Work to be completed:
Show each line of the data below that has the string "RelayCoordinator" in it.

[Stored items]
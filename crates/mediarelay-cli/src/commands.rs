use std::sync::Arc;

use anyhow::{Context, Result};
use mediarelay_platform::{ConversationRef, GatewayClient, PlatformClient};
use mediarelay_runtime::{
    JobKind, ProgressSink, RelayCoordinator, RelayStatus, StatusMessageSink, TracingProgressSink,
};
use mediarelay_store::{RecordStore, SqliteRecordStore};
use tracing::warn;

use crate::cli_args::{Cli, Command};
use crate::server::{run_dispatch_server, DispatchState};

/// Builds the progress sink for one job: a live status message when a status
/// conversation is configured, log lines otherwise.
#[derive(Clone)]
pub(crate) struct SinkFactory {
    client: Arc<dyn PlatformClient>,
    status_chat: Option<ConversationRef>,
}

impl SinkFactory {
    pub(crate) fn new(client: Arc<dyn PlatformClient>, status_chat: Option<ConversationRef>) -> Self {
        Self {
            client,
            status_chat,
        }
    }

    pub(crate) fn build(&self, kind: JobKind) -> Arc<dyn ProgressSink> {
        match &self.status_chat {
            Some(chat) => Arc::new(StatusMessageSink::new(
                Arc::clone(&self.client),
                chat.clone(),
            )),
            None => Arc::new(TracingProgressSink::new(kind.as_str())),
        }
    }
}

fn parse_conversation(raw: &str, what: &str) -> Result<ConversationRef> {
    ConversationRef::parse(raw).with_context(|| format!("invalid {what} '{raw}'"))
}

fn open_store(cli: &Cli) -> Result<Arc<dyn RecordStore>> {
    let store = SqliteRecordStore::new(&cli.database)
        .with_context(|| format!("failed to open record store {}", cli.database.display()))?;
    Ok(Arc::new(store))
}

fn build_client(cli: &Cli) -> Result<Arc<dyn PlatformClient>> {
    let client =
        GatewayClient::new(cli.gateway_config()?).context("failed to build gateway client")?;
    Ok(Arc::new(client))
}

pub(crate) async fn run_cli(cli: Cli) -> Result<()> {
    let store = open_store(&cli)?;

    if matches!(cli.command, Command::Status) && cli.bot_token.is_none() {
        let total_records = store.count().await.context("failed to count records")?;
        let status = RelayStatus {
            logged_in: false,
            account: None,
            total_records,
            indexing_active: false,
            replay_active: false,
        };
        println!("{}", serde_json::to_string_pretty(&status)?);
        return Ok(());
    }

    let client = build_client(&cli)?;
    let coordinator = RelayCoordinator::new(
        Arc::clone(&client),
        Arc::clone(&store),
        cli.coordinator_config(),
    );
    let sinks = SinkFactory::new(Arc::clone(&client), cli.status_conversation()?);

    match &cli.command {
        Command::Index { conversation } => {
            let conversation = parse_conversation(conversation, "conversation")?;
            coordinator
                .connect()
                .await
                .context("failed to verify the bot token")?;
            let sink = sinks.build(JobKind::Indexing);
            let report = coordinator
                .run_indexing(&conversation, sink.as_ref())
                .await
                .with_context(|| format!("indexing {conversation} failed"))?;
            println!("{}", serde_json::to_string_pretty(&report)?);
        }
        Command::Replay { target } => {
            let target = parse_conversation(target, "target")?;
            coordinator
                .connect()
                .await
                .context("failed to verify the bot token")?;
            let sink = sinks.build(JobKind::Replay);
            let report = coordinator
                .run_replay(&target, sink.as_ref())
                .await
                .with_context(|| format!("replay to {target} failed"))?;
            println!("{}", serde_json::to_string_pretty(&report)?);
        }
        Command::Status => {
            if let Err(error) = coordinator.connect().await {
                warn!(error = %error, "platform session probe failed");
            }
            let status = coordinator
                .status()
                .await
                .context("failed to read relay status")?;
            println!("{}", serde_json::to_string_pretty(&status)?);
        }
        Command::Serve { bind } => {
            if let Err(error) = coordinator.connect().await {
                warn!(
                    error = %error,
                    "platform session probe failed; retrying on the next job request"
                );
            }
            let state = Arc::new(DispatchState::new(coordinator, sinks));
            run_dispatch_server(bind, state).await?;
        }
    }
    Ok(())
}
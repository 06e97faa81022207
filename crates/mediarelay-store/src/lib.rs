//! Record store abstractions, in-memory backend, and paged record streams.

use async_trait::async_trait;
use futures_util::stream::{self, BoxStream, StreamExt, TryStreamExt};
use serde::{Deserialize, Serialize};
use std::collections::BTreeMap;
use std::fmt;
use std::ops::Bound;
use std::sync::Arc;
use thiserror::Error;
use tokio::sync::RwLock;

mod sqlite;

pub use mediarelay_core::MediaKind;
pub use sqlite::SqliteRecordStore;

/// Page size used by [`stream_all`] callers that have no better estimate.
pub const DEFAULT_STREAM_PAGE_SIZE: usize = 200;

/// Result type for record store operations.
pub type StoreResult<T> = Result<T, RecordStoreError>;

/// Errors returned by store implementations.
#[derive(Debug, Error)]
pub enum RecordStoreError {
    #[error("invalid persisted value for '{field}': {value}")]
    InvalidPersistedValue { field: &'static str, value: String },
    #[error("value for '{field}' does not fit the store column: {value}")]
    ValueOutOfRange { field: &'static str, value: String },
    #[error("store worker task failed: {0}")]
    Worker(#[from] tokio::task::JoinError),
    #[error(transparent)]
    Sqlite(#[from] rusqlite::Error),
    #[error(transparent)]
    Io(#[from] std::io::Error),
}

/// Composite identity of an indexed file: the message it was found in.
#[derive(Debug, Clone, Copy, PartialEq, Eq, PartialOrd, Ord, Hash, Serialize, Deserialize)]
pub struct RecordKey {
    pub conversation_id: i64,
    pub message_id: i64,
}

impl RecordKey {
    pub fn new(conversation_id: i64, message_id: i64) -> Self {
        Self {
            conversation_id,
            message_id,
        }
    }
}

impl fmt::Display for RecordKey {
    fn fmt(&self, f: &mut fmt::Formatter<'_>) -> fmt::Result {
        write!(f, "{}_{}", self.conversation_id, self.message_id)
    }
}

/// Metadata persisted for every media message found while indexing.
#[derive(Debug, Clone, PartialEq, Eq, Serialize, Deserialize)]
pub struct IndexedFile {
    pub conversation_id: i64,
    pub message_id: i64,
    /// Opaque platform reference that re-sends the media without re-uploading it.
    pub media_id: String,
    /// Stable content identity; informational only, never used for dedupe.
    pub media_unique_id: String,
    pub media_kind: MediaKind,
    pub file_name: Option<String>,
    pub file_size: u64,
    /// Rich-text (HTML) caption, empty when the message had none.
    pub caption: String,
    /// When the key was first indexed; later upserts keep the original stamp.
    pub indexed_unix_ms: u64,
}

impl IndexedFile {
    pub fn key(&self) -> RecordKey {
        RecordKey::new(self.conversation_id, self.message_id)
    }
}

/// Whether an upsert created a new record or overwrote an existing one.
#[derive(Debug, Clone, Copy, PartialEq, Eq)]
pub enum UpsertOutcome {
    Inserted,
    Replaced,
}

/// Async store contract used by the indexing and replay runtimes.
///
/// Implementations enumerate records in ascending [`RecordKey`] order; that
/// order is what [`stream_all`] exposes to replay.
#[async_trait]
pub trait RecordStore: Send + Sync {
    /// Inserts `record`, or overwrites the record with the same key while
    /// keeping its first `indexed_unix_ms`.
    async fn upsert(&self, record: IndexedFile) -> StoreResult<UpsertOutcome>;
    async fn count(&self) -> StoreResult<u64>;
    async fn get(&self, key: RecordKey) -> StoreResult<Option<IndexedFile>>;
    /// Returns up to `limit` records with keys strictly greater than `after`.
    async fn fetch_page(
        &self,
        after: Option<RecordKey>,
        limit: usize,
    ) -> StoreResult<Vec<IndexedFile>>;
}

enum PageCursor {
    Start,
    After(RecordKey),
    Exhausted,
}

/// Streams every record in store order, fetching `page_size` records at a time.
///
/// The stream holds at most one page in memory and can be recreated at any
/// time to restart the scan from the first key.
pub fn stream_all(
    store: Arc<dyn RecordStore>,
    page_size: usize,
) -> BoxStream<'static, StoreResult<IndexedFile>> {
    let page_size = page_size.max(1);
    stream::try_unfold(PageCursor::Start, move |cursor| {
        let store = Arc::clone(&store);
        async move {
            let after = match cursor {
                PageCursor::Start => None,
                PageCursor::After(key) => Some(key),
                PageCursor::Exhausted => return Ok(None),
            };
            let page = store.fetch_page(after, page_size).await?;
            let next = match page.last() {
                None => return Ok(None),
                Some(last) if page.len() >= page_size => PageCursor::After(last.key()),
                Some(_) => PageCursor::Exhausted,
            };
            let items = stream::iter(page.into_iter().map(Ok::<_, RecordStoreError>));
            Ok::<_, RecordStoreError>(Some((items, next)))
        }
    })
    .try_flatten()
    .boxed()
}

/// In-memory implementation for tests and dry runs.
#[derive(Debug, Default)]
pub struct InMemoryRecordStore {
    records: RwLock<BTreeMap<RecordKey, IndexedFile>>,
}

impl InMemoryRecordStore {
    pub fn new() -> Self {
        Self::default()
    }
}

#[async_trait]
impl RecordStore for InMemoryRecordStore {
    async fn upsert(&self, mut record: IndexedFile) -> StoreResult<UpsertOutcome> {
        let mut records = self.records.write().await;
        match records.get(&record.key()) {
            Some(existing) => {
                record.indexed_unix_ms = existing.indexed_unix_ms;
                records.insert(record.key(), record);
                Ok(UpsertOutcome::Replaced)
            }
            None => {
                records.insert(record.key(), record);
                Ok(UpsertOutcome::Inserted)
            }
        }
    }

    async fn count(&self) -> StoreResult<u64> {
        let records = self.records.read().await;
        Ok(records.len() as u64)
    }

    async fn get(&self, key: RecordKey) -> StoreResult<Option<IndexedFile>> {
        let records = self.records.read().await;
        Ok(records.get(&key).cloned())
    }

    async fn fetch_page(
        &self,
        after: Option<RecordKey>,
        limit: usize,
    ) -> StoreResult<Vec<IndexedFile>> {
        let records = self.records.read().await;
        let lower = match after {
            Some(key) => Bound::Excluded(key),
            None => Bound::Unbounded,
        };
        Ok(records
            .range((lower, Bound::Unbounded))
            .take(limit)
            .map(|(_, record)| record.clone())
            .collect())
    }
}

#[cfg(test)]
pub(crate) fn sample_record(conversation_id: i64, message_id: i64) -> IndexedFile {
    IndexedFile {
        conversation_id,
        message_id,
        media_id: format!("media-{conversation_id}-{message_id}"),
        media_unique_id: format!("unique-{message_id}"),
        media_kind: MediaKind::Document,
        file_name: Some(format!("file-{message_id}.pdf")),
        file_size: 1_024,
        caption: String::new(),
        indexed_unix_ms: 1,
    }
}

==

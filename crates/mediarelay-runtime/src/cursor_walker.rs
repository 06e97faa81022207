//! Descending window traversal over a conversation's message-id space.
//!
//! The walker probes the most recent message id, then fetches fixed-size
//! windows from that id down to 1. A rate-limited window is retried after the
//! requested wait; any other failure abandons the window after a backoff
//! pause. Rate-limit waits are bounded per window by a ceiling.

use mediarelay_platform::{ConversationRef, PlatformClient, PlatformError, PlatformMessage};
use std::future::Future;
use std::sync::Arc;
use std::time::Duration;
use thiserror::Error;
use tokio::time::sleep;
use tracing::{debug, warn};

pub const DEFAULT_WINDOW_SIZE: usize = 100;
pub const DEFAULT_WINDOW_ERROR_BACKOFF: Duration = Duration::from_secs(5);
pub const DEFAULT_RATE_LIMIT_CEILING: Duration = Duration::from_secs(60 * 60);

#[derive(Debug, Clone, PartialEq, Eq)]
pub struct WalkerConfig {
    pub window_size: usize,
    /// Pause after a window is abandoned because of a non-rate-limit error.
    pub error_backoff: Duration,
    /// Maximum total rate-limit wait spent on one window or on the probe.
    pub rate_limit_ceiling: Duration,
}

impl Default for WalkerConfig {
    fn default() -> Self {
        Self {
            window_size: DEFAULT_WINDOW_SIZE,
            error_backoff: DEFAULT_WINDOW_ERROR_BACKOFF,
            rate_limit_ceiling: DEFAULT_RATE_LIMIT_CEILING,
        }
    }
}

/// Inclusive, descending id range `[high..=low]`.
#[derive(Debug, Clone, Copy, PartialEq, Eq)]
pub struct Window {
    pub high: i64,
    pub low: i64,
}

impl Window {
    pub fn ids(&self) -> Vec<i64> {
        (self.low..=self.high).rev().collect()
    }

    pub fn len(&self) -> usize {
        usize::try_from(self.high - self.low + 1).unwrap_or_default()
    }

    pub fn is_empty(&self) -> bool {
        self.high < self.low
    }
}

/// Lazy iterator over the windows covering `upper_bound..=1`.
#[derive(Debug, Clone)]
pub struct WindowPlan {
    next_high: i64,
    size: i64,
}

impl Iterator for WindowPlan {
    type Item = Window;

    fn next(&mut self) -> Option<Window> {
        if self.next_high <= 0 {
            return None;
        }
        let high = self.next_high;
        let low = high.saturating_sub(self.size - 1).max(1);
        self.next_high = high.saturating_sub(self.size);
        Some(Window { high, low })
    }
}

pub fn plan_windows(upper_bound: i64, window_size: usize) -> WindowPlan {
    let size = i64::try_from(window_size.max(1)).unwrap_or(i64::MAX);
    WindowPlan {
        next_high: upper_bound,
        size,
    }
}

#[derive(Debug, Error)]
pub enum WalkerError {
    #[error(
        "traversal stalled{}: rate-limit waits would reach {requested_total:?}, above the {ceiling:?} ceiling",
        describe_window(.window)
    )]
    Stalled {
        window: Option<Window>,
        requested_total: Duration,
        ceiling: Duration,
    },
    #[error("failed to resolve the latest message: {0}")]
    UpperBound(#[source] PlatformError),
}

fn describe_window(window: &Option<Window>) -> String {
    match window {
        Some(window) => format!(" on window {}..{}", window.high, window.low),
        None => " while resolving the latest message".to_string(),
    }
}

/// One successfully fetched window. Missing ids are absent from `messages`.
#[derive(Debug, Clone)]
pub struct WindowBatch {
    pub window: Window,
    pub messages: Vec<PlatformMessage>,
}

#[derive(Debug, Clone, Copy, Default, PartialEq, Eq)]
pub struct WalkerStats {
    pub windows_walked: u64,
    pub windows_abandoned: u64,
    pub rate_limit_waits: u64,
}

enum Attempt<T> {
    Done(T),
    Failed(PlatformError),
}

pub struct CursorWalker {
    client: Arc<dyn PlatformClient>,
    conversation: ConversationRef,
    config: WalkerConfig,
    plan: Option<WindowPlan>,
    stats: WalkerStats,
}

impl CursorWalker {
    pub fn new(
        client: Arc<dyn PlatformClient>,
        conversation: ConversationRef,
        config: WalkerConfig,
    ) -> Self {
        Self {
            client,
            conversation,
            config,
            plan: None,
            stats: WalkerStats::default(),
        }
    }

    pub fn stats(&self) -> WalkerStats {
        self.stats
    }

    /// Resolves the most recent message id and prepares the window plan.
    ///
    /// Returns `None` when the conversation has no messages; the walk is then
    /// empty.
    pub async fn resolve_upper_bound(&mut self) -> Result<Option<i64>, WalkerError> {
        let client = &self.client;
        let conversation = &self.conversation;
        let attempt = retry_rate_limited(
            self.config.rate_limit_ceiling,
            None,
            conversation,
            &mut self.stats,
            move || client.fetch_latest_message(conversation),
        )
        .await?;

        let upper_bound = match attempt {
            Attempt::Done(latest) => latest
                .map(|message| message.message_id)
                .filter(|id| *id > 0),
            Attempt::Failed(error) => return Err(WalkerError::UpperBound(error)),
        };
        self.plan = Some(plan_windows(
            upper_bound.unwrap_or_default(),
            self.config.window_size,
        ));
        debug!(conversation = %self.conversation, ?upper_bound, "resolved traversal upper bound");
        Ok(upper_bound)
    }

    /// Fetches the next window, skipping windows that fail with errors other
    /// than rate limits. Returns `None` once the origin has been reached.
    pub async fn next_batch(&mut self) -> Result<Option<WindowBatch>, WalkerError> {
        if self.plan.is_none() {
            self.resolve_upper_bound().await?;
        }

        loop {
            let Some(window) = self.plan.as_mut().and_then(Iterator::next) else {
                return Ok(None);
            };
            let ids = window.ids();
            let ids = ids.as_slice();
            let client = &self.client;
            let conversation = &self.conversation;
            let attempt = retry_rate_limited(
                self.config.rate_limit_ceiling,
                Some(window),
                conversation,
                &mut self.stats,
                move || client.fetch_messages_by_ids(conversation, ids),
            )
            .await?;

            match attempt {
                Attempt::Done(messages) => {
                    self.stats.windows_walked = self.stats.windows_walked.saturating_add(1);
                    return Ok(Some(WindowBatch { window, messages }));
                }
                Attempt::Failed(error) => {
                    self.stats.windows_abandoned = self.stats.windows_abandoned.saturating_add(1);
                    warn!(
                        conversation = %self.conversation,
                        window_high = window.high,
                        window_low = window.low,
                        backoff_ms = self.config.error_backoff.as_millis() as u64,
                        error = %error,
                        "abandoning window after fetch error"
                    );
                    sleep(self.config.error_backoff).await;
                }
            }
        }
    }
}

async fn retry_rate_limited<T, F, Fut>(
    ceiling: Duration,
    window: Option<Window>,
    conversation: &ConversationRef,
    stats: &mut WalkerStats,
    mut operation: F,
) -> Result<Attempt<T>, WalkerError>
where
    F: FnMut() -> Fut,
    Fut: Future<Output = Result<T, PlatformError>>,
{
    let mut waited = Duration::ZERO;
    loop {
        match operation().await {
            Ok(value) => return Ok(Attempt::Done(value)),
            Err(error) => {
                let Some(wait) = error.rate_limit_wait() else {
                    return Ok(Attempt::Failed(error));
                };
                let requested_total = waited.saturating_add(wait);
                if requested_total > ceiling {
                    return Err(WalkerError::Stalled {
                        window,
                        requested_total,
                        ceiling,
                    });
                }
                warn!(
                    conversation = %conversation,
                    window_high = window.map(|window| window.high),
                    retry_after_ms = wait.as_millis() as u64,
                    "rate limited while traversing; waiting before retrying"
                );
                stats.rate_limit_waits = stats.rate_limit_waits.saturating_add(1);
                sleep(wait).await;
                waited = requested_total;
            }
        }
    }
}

Task solution:
    JobKind, ProgressSink, RelayCoordinator, RelayStatus, StatusMessageSink, TracingProgressSink,
    let coordinator = RelayCoordinator::new(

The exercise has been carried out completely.